Paper accepted at the SemEval-2020 (COLING 2020):
Kungfupanda at SemEval-2020 Task 12: BERT-Based Multi-Task Learning for Offensive Language Detection, by Wenliang Dai*, Tiezheng Yu*, Zihan Liu, Pascale Fung.
[ACL Anthology][ArXiv][Semantic Scholar]
If your work is inspired by our paper, or you use any code snippets in this repo, please cite this paper, the BibTex is shown below:
@article{Dai2020KungfupandaAS, title={Kungfupanda at SemEval-2020 Task 12: BERT-Based Multi-Task Learning for Offensive Language Detection}, author={Wenliang Dai and Tiezheng Yu and Zihan Liu and Pascale Fung}, journal={ArXiv}, year={2020}, volume={abs/2004.13432} }
Nowadays, offensive content in social media has become a serious problem.
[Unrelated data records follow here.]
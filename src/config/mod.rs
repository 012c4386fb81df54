use serde::{Serialize, Serializer};
use std::collections::HashMap;
use tracing::level_filters::LevelFilter;

pub const LOG_LEVEL_ENV: &str = "LOG_LEVEL";
pub const LOG_FORMAT_ENV: &str = "LOG_FORMAT";
pub const LOG_OUTPUT_ENV: &str = "LOG_OUTPUT";
pub const LOG_RUN_TIMESTAMP_ENV: &str = "LOG_RUN_TIMESTAMP";
pub const LOG_FILE_MAX_SIZE_MB_ENV: &str = "LOG_FILE_MAX_SIZE_MB";
pub const LOG_FILE_MAX_BACKUPS_ENV: &str = "LOG_FILE_MAX_BACKUPS";

const DEFAULT_LOG_OUTPUT: &str = "stderr";
const FILE_PREFIX: &str = "file:";
const DEFAULT_MAX_SIZE_MB: i64 = 50;
const DEFAULT_MAX_BACKUPS: i64 = 7;
const BYTES_PER_MB: u64 = 1024 * 1024;

/// Source of configuration variables.
///
/// The process environment is the real source; tests pass a `HashMap` so they
/// never touch shared process state.
pub trait EnvSource {
    /// Look up a variable, `None` when unset
    fn var(&self, name: &str) -> Option<String>;

    /// Publish a resolved value so child processes inherit it
    fn export(&self, _name: &str, _value: &str) {}
}

/// The real process environment
#[derive(Debug, Clone, Copy, Default)]
pub struct ProcessEnv;

impl EnvSource for ProcessEnv {
    fn var(&self, name: &str) -> Option<String> {
        std::env::var(name).ok()
    }

    fn export(&self, name: &str, value: &str) {
        std::env::set_var(name, value);
    }
}

impl EnvSource for HashMap<String, String> {
    fn var(&self, name: &str) -> Option<String> {
        self.get(name).cloned()
    }
}

/// Log output format
#[derive(Debug, Clone, Copy, PartialEq, Eq, Default, Serialize)]
#[serde(rename_all = "lowercase")]
pub enum LogFormat {
    /// Single-line human-readable records
    #[default]
    Text,
    /// One JSON object per line
    Json,
}

impl LogFormat {
    /// Parse format from string; anything but `json` is text
    pub fn parse(raw: &str) -> Self {
        match raw.trim().to_lowercase().as_str() {
            "json" => LogFormat::Json,
            _ => LogFormat::Text,
        }
    }
}

impl std::fmt::Display for LogFormat {
    fn fmt(&self, f: &mut std::fmt::Formatter<'_>) -> std::fmt::Result {
        match self {
            LogFormat::Text => write!(f, "text"),
            LogFormat::Json => write!(f, "json"),
        }
    }
}

/// Parse a severity name, falling back to INFO for anything unrecognized
pub fn parse_log_level(raw: &str) -> LevelFilter {
    match raw.trim().to_uppercase().as_str() {
        "CRITICAL" | "FATAL" | "ERROR" => LevelFilter::ERROR,
        "WARNING" | "WARN" => LevelFilter::WARN,
        "INFO" => LevelFilter::INFO,
        "DEBUG" => LevelFilter::DEBUG,
        "TRACE" | "NOTSET" => LevelFilter::TRACE,
        _ => LevelFilter::INFO,
    }
}

/// Canonical upper-case name of a threshold, `WARNING` for warn
pub fn level_filter_name(level: LevelFilter) -> &'static str {
    match level.into_level() {
        None => "OFF",
        Some(level) if level == tracing::Level::ERROR => "ERROR",
        Some(level) if level == tracing::Level::WARN => "WARNING",
        Some(level) if level == tracing::Level::INFO => "INFO",
        Some(level) if level == tracing::Level::DEBUG => "DEBUG",
        Some(_) => "TRACE",
    }
}

fn serialize_level<S: Serializer>(level: &LevelFilter, serializer: S) -> Result<S::Ok, S::Error> {
    serializer.serialize_str(level_filter_name(*level))
}

/// A single parsed `LOG_OUTPUT` token
#[derive(Debug, Clone, PartialEq, Eq, Serialize)]
#[serde(rename_all = "lowercase")]
pub enum OutputSpec {
    Stdout,
    Stderr,
    /// Path template, placeholders not yet expanded
    File(String),
}

impl OutputSpec {
    /// Parse one token. Returns `None` for tokens that name no destination.
    pub fn parse(token: &str) -> Option<Self> {
        let value = token.trim();
        if value.is_empty() {
            return None;
        }

        match value.to_lowercase().as_str() {
            "stdout" => return Some(OutputSpec::Stdout),
            "stderr" => return Some(OutputSpec::Stderr),
            _ => {}
        }

        let path = match value.get(..FILE_PREFIX.len()) {
            Some(prefix) if prefix.eq_ignore_ascii_case(FILE_PREFIX) => &value[FILE_PREFIX.len()..],
            _ => value,
        };
        let path = path.trim();
        if path.is_empty() {
            return None;
        }
        Some(OutputSpec::File(path.to_string()))
    }
}

/// Split a comma-separated output list, dropping blank tokens.
///
/// Never returns an empty list: with nothing left the default `stderr`
/// token is used.
pub fn parse_log_outputs(raw: &str) -> Vec<String> {
    let outputs: Vec<String> = raw
        .split(',')
        .map(str::trim)
        .filter(|token| !token.is_empty())
        .map(str::to_string)
        .collect();

    if outputs.is_empty() {
        vec![DEFAULT_LOG_OUTPUT.to_string()]
    } else {
        outputs
    }
}

/// Read an integer variable, returning `fallback` when unset or malformed
pub fn parse_int_env(env: &dyn EnvSource, name: &str, fallback: i64) -> i64 {
    let raw = env.var(name).unwrap_or_default();
    let raw = raw.trim();
    if raw.is_empty() {
        return fallback;
    }
    raw.parse().unwrap_or(fallback)
}

/// Rotation limits for file outputs
#[derive(Debug, Clone, Copy, PartialEq, Eq, Serialize)]
pub struct RotationPolicy {
    /// Size at which the active file is rolled over
    pub max_bytes: u64,

    /// Number of rotated files kept beside the active one
    pub max_backups: usize,
}

impl Default for RotationPolicy {
    fn default() -> Self {
        Self {
            max_bytes: DEFAULT_MAX_SIZE_MB as u64 * BYTES_PER_MB,
            max_backups: DEFAULT_MAX_BACKUPS as usize,
        }
    }
}

impl RotationPolicy {
    /// Read `LOG_FILE_MAX_SIZE_MB` (floor 1) and `LOG_FILE_MAX_BACKUPS` (floor 0)
    pub fn from_env(env: &dyn EnvSource) -> Self {
        let size_mb = parse_int_env(env, LOG_FILE_MAX_SIZE_MB_ENV, DEFAULT_MAX_SIZE_MB).max(1);
        let backups = parse_int_env(env, LOG_FILE_MAX_BACKUPS_ENV, DEFAULT_MAX_BACKUPS).max(0);

        Self {
            max_bytes: (size_mb as u64).saturating_mul(BYTES_PER_MB),
            max_backups: backups as usize,
        }
    }
}

/// Logging settings resolved from the environment.
///
/// Every field has a default and malformed values fall back to it, so
/// building settings never fails.
#[derive(Debug, Clone, PartialEq, Serialize)]
pub struct LogSettings {
    /// Severity threshold
    #[serde(serialize_with = "serialize_level")]
    pub level: LevelFilter,

    /// Record format shared by all outputs
    pub format: LogFormat,

    /// Output destinations, in `LOG_OUTPUT` order
    pub outputs: Vec<OutputSpec>,

    /// Limits applied to every file output
    pub rotation: RotationPolicy,
}

impl Default for LogSettings {
    fn default() -> Self {
        Self {
            level: LevelFilter::INFO,
            format: LogFormat::Text,
            outputs: vec![OutputSpec::Stderr],
            rotation: RotationPolicy::default(),
        }
    }
}

impl LogSettings {
    /// Load settings from the process environment
    pub fn from_env() -> Self {
        Self::from_source(&ProcessEnv)
    }

    /// Load settings from any variable source
    pub fn from_source(env: &dyn EnvSource) -> Self {
        let level = env
            .var(LOG_LEVEL_ENV)
            .map(|raw| parse_log_level(&raw))
            .unwrap_or(LevelFilter::INFO);
        let format = env
            .var(LOG_FORMAT_ENV)
            .map(|raw| LogFormat::parse(&raw))
            .unwrap_or_default();
        let raw_outputs = env
            .var(LOG_OUTPUT_ENV)
            .unwrap_or_else(|| DEFAULT_LOG_OUTPUT.to_string());
        let outputs = parse_log_outputs(&raw_outputs)
            .iter()
            .filter_map(|token| OutputSpec::parse(token))
            .collect();

        Self {
            level,
            format,
            outputs,
            rotation: RotationPolicy::from_env(env),
        }
    }
}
Transfer learning and multi-task learning are two major techniques that are widely employed in machine learning fields. With transfer learning, we can effectively learn a related problem from a well pre-trained model. In addition, one of the benefits of using multi-task learning is to have more supervision signals and a better generalization ability. In the task of Multilingual Offensive Language Identification in Social Media, we propose to use both techniques to make use of pre-trained feature representations and better leverage the information in the hierarchical dataset. Our contribution is two-fold. Firstly, we propose a multi-task transfer learning model for this problem and we provide an empirical analysis to explain why this method is very effective. Secondly, the model achieves a performance (91.51% F1) comparable to the first place (92.23% F1) in the competition with only the OLID dataset.
- Python 3.5 +
- PyTorch 1.3 +
- Huggingface transformers 2.x
- We use one GTX 1080Ti to train
usage: train.py [-h] -bs BATCH_SIZE -lr LEARNING_RATE [-wd WEIGHT_DECAY] -ep
EPOCHS [-tr TRUNCATE] [-pa PATIENCE] [-cu CUDA] -ta TASK -mo
MODEL [-ms MODEL_SIZE] [-cl] [-fr FREEZE]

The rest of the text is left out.